### What you are asked to do
How many lines below hold the string "None"? Report that number alone.

### Dataset records
//! In-memory control plane that records every call.

use std::collections::VecDeque;
use std::sync::Mutex;

use async_trait::async_trait;
use g8_api::{CreateVirtualMachineRequest, StatusCode, VirtualMachineSummary};

use crate::types::{Cloudspace, ExternalNetwork, VmDesiredConfig};
use crate::{ApiResult, CloudApi, VmSnapshot};

#[derive(Debug, Clone, PartialEq, Eq)]
pub(crate) enum Call {
    List,
    Get(u64),
    Create(String),
    Delete { vm_id: u64, permanently: bool },
    AttachNetwork { vm_id: u64, network: u64, ip: String },
    AttachDisk { vm_id: u64, disk_id: u64 },
    DetachDisk { vm_id: u64, disk_id: u64 },
}

impl Call {
    pub(crate) fn is_mutating(&self) -> bool {
        !matches!(self, Self::List | Self::Get(_))
    }
}

#[derive(Default)]
struct State {
    vms: Vec<VmSnapshot>,
    next_id: u64,
    calls: Vec<Call>,
    scripted_statuses: VecDeque<String>,
    stuck_status: Option<String>,
    fail_on: Option<Call>,
    get_error: Option<(StatusCode, String)>,
}

pub(crate) struct MockCloud {
    state: Mutex<State>,
}

pub(crate) fn vm(vm_id: u64, name: &str, status: &str) -> VmSnapshot {
    VmSnapshot {
        vm_id,
        name: name.into(),
        status: status.into(),
        description: None,
        vcpus: None,
        memory: None,
        image_id: None,
        extra: Default::default(),
    }
}

pub(crate) fn config() -> VmDesiredConfig {
    VmDesiredConfig::new("mycustomer_1", "mycloudspace")
}

pub(crate) fn api_error(endpoint: &'static str, status: StatusCode, body: &str) -> g8_api::Error {
    g8_api::Error::Api {
        endpoint,
        status,
        body: body.into(),
    }
}

impl MockCloud {
    pub(crate) fn new() -> Self {
        Self {
            state: Mutex::new(State {
                next_id: 100,
                ..State::default()
            }),
        }
    }

    pub(crate) fn with_vm(self, vm: VmSnapshot) -> Self {
        self.state.lock().unwrap().vms.push(vm);
        self
    }

    /// Statuses handed out by the next `get_vm` calls, before the stored one.
    pub(crate) fn with_statuses(self, statuses: &[&str]) -> Self {
        self.state
            .lock()
            .unwrap()
            .scripted_statuses
            .extend(statuses.iter().map(|s| s.to_string()));
        self
    }

    /// Every `get_vm` reports this status.
    pub(crate) fn stuck_in(self, status: &str) -> Self {
        self.state.lock().unwrap().stuck_status = Some(status.into());
        self
    }

    /// The matching call fails with a 500.
    pub(crate) fn failing_on(self, call: Call) -> Self {
        self.state.lock().unwrap().fail_on = Some(call);
        self
    }

    /// Every `get_vm` fails with this status and body.
    pub(crate) fn get_fails_with(self, status: StatusCode, body: &str) -> Self {
        self.state.lock().unwrap().get_error = Some((status, body.into()));
        self
    }

    pub(crate) fn calls(&self) -> Vec<Call> {
        self.state.lock().unwrap().calls.clone()
    }

    pub(crate) fn mutating_calls(&self) -> Vec<Call> {
        self.calls().into_iter().filter(Call::is_mutating).collect()
    }

    pub(crate) fn get_count(&self) -> usize {
        self.calls()
            .iter()
            .filter(|c| matches!(c, Call::Get(_)))
            .count()
    }

    pub(crate) fn has_vm(&self, vm_id: u64) -> bool {
        self.state.lock().unwrap().vms.iter().any(|v| v.vm_id == vm_id)
    }

    fn record(&self, call: Call, endpoint: &'static str) -> ApiResult<()> {
        let mut state = self.state.lock().unwrap();
        let failing = state.fail_on.as_ref() == Some(&call);
        state.calls.push(call);
        if failing {
            return Err(api_error(endpoint, StatusCode::INTERNAL_SERVER_ERROR, "boom"));
        }
        Ok(())
    }
}

#[async_trait]
impl CloudApi for MockCloud {
    async fn list_vms(&self, _scope: &Cloudspace) -> ApiResult<Vec<VirtualMachineSummary>> {
        self.record(Call::List, "list virtual machines")?;
        let state = self.state.lock().unwrap();
        Ok(state
            .vms
            .iter()
            .map(|v| VirtualMachineSummary {
                vm_id: v.vm_id,
                name: v.name.clone(),
                status: v.status.clone(),
            })
            .collect())
    }

    async fn get_vm(&self, _scope: &Cloudspace, vm_id: u64) -> ApiResult<VmSnapshot> {
        self.record(Call::Get(vm_id), "get virtual machine")?;
        let mut state = self.state.lock().unwrap();
        if let Some((status, body)) = &state.get_error {
            return Err(api_error("get virtual machine", *status, body));
        }
        let Some(mut found) = state.vms.iter().find(|v| v.vm_id == vm_id).cloned() else {
            return Err(api_error("get virtual machine", StatusCode::NOT_FOUND, "not found"));
        };
        if let Some(status) = state.scripted_statuses.pop_front() {
            found.status = status;
        } else if let Some(status) = &state.stuck_status {
            found.status = status.clone();
        }
        Ok(found)
    }

    async fn create_vm(
        &self,
        _scope: &Cloudspace,
        req: &CreateVirtualMachineRequest,
    ) -> ApiResult<u64> {
        self.record(Call::Create(req.name.clone()), "create virtual machine")?;
        let mut state = self.state.lock().unwrap();
        let vm_id = state.next_id;
        state.next_id += 1;
        state.vms.push(vm(vm_id, &req.name, "RUNNING"));
        Ok(vm_id)
    }

    async fn delete_vm(&self, _scope: &Cloudspace, vm_id: u64, permanently: bool) -> ApiResult<()> {
        self.record(Call::Delete { vm_id, permanently }, "delete virtual machine")?;
        self.state.lock().unwrap().vms.retain(|v| v.vm_id != vm_id);
        Ok(())
    }

    async fn attach_network(
        &self,
        _scope: &Cloudspace,
        vm_id: u64,
        network: &ExternalNetwork,
    ) -> ApiResult<()> {
        self.record(
            Call::AttachNetwork {
                vm_id,
                network: network.network,
                ip: network.ip.clone(),
            },
            "attach external network",
        )
    }

    async fn attach_disk(&self, _scope: &Cloudspace, vm_id: u64, disk_id: u64) -> ApiResult<()> {
        self.record(Call::AttachDisk { vm_id, disk_id }, "attach disk")
    }

    async fn detach_disk(&self, _scope: &Cloudspace, vm_id: u64, disk_id: u64) -> ApiResult<()> {
        self.record(Call::DetachDisk { vm_id, disk_id }, "detach disk")
    }
}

### Answer to the exercise
4